:: ENTRIES SUPPLIED ::

impl AuthService {
    /// Create a new auth service.
    pub fn new(
        keys: Arc<dyn KeyStoreApi>,
        sessions: Arc<SessionRegistry>,
        events: Arc<dyn EventPublisher>,
        config: AuthConfig,
        time_source: Arc<dyn TimeSource>,
    ) -> Self {
        let challenges = ChallengeLedger::new(
            config.handshake_timeout.as_secs(),
            config.max_outstanding_challenges,
        );
        Self {
            keys,
            sessions,
            events,
            challenges,
            config,
            time_source,
        }
    }

    /// Handshake settings.
    #[must_use]
    pub fn config(&self) -> &AuthConfig {
        &self.config
    }

    /// Start a handshake for a new connection.
    ///
    /// # Errors
    ///
    /// `Challenge(Exhausted)` when too many handshakes are in flight.
    pub fn begin(&self) -> Result<Handshake, AuthError> {
        let nonce = self.challenges.issue(self.time_source.now())?;
        Ok(Handshake {
            nonce,
            state: HandshakeState::Connected,
        })
    }

    /// Give up on a handshake that never produced an `AUTH_REQUEST`.
    pub fn abandon(&self, handshake: Handshake) {
        self.challenges.forget(&handshake.nonce);
    }

    /// Drop expired challenges. Returns how many were removed.
    pub fn purge_expired_challenges(&self) -> usize {
        self.challenges.purge_expired(self.time_source.now())
    }

    /// Number of challenges awaiting an answer.
    #[must_use]
    pub fn outstanding_challenges(&self) -> usize {
        self.challenges.len()
    }

    async fn on_keys<T, F>(&self, op: F) -> Result<T, AuthError>
    where
        T: Send + 'static,
        F: FnOnce(&dyn KeyStoreApi) -> Result<T, KeyStoreError> + Send + 'static,
    {
        let keys = Arc::clone(&self.keys);
        tokio::task::spawn_blocking(move || op(keys.as_ref()))
            .await
            .map_err(|e| KeyStoreError::Storage(format!("key store task failed: {e}")))?
            .map_err(AuthError::from)
    }

    /// Handle the minion's `AUTH_REQUEST`.
    ///
    /// Responses go to `outbox`; a refused invalid identity gets none.
    pub async fn process(
        &self,
        handshake: Handshake,
        request: AuthRequest,
        outbox: &mpsc::Sender<WireMessage>,
    ) -> AuthOutcome {
        let Handshake { nonce, state } = handshake;

        let (minion_id, key, public_key) = match self.claim(&nonce, &request) {
            Ok(claim) => claim,
            Err(e) => {
                self.challenges.forget(&nonce);
                warn!(
                    raw_id = %log_preview(&request.raw_id),
                    error = %e,
                    "[fm-02] Identity claim refused"
                );
                let state = state.on(HandshakeEvent::ClaimRefused(e.deny_reason()));
                return self.refuse(state, outbox).await;
            }
        };

        let state = state.on(HandshakeEvent::Claimed {
            minion_id: minion_id.clone(),
            public_key: public_key.clone(),
        });

        let (proposed_id, proposed_key) = (minion_id.clone(), public_key.clone());
        let outcome = match self
            .on_keys(move |keys| keys.propose(&proposed_id, &proposed_key))
            .await
        {
            Ok(outcome) => outcome,
            Err(e) => return self.fail(state, e, outbox).await,
        };

        match &outcome {
            ProposeOutcome::Created(record) => {
                info!(minion = %minion_id, state = %record.state, "[fm-02] New minion key recorded");
                self.events
                    .publish(MasterEvent::KeyProposed {
                        minion_id: minion_id.clone(),
                        state: record.state,
                    })
                    .await;
            }
            ProposeOutcome::KeyMismatch(_) => {
                warn!(minion = %minion_id, "[fm-02] Presented key differs from stored key");
            }
            ProposeOutcome::Existing(_) => {}
        }

        let state = state
            .on(HandshakeEvent::KeyProposed(outcome))
            .on(HandshakeEvent::Evaluate);

        let proof = Proof {
            raw_id: request.raw_id,
            nonce: nonce.to_vec(),
            signature: request.signature,
            key,
        };

        match state {
            HandshakeState::Accepted { .. } => self.establish(state, proof, outbox).await,
            HandshakeState::PendingApproval { .. } => self.hold(state, proof, outbox).await,
            other => self.refuse(other, outbox).await,
        }
    }

    /// Re-read the key record of a held attempt.
    ///
    /// Still pending: returns `Pending` without writing anything. Accepted
    /// since: resumes at signature verification. Anything else is terminal.
    pub async fn recheck(
        &self,
        hold: PendingHandshake,
        outbox: &mpsc::Sender<WireMessage>,
    ) -> AuthOutcome {
        let PendingHandshake {
            minion_id,
            state,
            proof,
        } = hold;

        let lookup_id = minion_id.clone();
        let current = match self.on_keys(move |keys| keys.lookup(&lookup_id)).await {
            Ok(record) => record,
            Err(e) => return self.fail(state, e, outbox).await,
        };

        match state.on(HandshakeEvent::Rechecked(current)) {
            state @ HandshakeState::PendingApproval { .. } => AuthOutcome::Pending {
                hold: PendingHandshake {
                    minion_id,
                    state,
                    proof,
                },
            },
            state @ HandshakeState::Accepted { .. } => {
                info!(minion = %minion_id, "[fm-02] Held minion accepted, resuming handshake");
                self.establish(state, proof, outbox).await
            }
            other => self.refuse(other, outbox).await,
        }
    }

    // =========================================================================
    // STEPS
    // =========================================================================

    /// Sanitize the ID, consume the challenge and parse the key.
    fn claim(
        &self,
        nonce: &[u8; NONCE_LEN],
        request: &AuthRequest,
    ) -> Result<(MinionId, RsaPublicKey, PublicKeyPem), AuthError> {
        let minion_id = MinionId::parse(&request.raw_id)?;

        if request.nonce.as_slice() != nonce.as_slice() {
            return Err(ChallengeError::Unknown.into());
        }
        self.challenges.consume(nonce, self.time_source.now())?;

        let malformed = |e: shared_crypto::CryptoError| AuthError::MalformedKey(e.to_string());
        let key = RsaPublicKey::from_pem(&request.public_key_pem).map_err(malformed)?;
        key.ensure_min_bits(self.config.min_rsa_bits)
            .map_err(malformed)?;
        // Stored in canonical encoding so equal keys always compare equal.
        let pem = key.to_pem().map_err(malformed)?;

        Ok((minion_id, key, PublicKeyPem::new(&pem)))
    }

    async fn establish(
        &self,
        state: HandshakeState,
        proof: Proof,
        outbox: &mpsc::Sender<WireMessage>,
    ) -> AuthOutcome {
        let message = challenge_message(&proof.nonce, &proof.raw_id);
        let valid = proof.key.verify(&message, &proof.signature).is_ok();

        let state = state.on(HandshakeEvent::SignatureChecked { valid });
        let minion_id = match &state {
            HandshakeState::Accepted {
                record: KeyRecord { minion_id, .. },
                verified: true,
            } => minion_id.clone(),
            _ => {
                warn!(
                    minion = ?state.minion_id(),
                    "[fm-02] Signature did not verify under the accepted key"
                );
                return self.refuse(state, outbox).await;
            }
        };

        let session_key = SecretKey::generate();
        let wrapped = match proof.key.wrap_key(session_key.as_bytes()) {
            Ok(wrapped) => wrapped,
            Err(e) => return self.fail(state, AuthError::Crypto(e.to_string()), outbox).await,
        };

        let session_id = SessionId::generate();
        let channel = Arc::new(ChannelState::new(session_id, session_key));
        let session = Arc::new(Session::new(
            minion_id.clone(),
            channel,
            outbox.clone(),
            self.time_source.now(),
        ));

        let response = WireMessage::AuthResponse {
            status: AuthStatus::Accepted,
            session_id: Some(session_id),
            encrypted_session_key: Some(wrapped),
        };
        if outbox.send(response).await.is_err() {
            debug!(minion = %minion_id, "[fm-02] Connection closed before session key delivery");
            return self.fail(state, AuthError::ConnectionClosed, outbox).await;
        }

        let state = state.on(HandshakeEvent::SessionOpened(session_id));
        debug!(minion = %minion_id, state = state.name(), "[fm-02] Handshake complete");

        if let Some(old) = self.sessions.register(Arc::clone(&session)) {
            self.events
                .publish(MasterEvent::SessionRevoked {
                    minion_id: minion_id.clone(),
                    session_id: old.session_id(),
                    reason: "replaced".into(),
                })
                .await;
        }

        info!(minion = %minion_id, session = %session_id, "[fm-02] Session established");
        self.events
            .publish(MasterEvent::AuthAccepted {
                minion_id,
                session_id,
            })
            .await;

        AuthOutcome::Established { session }
    }

    async fn hold(
        &self,
        state: HandshakeState,
        proof: Proof,
        outbox: &mpsc::Sender<WireMessage>,
    ) -> AuthOutcome {
        let Some(minion_id) = state.minion_id().cloned() else {
            return self.refuse(state.on(HandshakeEvent::Failed), outbox).await;
        };
        info!(minion = %minion_id, "[fm-02] Key pending operator approval");

        let _ = outbox
            .send(WireMessage::AuthResponse {
                status: AuthStatus::Pending,
                session_id: None,
                encrypted_session_key: None,
            })
            .await;

        self.events
            .publish(MasterEvent::PendingApproval {
                minion_id: minion_id.clone(),
            })
            .await;

        AuthOutcome::Pending {
            hold: PendingHandshake {
                minion_id,
                state,
                proof,
            },
        }
    }

    /// End the attempt, answering with the state's status if it has one.
    async fn refuse(
        &self,
        state: HandshakeState,
        outbox: &mpsc::Sender<WireMessage>,
    ) -> AuthOutcome {
        let reason = match &state {
            HandshakeState::Denied { reason, .. } => reason.as_str(),
            HandshakeState::Rejected { .. } => "rejected",
            other => other.name(),
        };
        warn!(minion = ?state.minion_id(), reason, "[fm-02] Handshake refused");

        if let Some(status) = state.response_status() {
            let _ = outbox
                .send(WireMessage::AuthResponse {
                    status,
                    session_id: None,
                    encrypted_session_key: None,
                })
                .await;
        }

        self.events
            .publish(MasterEvent::AuthDenied {
                minion_id: state.minion_id().cloned(),
                reason: reason.to_owned(),
            })
            .await;

        AuthOutcome::Refused { state }
    }

    /// Internal failure: the connection is closed without a response.
    async fn fail(
        &self,
        state: HandshakeState,
        error: AuthError,
        outbox: &mpsc::Sender<WireMessage>,
    ) -> AuthOutcome {
        warn!(minion = ?state.minion_id(), error = %error, "[fm-02] Handshake aborted");
        self.refuse(state.on(HandshakeEvent::Failed), outbox).await
    }
}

:::

WORK REQUIRED:
Pull every line containing "task" from the entries above and copy it.

SOLUTION:
        tokio::task::spawn_blocking(move || op(keys.as_ref()))
            .map_err(|e| KeyStoreError::Storage(format!("key store task failed: {e}")))?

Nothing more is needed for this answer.